── RECORDS FOR THE EXERCISE ──
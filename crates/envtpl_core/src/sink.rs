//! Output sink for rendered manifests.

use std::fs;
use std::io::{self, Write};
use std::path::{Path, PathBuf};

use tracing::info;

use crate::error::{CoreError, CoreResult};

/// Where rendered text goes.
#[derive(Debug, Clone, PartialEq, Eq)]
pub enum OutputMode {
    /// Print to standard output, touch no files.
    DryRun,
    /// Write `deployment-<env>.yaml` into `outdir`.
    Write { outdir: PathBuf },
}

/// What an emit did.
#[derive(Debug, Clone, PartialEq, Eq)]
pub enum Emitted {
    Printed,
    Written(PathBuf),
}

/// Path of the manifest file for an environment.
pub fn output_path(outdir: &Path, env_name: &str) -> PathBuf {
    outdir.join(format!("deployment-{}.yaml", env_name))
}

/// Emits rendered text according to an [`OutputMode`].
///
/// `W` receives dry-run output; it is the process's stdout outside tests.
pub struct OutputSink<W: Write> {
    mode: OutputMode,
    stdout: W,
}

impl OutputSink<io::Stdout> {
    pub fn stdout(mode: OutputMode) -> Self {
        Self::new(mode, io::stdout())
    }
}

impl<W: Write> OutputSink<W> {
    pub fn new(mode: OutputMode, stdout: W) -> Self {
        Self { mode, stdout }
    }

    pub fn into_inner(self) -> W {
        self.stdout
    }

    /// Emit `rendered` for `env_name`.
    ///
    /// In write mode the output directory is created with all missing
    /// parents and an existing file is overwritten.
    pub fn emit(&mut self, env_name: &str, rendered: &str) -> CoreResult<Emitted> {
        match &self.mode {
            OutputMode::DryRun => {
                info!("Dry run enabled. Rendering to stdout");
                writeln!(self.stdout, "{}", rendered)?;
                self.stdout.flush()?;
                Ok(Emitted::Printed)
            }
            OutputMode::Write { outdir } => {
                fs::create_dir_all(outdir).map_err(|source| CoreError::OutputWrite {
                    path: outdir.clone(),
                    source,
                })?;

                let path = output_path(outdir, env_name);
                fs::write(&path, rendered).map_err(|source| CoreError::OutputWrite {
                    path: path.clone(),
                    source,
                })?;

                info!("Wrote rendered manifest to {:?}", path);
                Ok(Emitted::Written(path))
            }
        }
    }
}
───
- **ABOUT THIS EXERCISE**
Show me all lines in the records that contain "text".

- **RESPONSE TO THIS EXERCISE**
/// Where rendered text goes.
/// Emits rendered text according to an [`OutputMode`].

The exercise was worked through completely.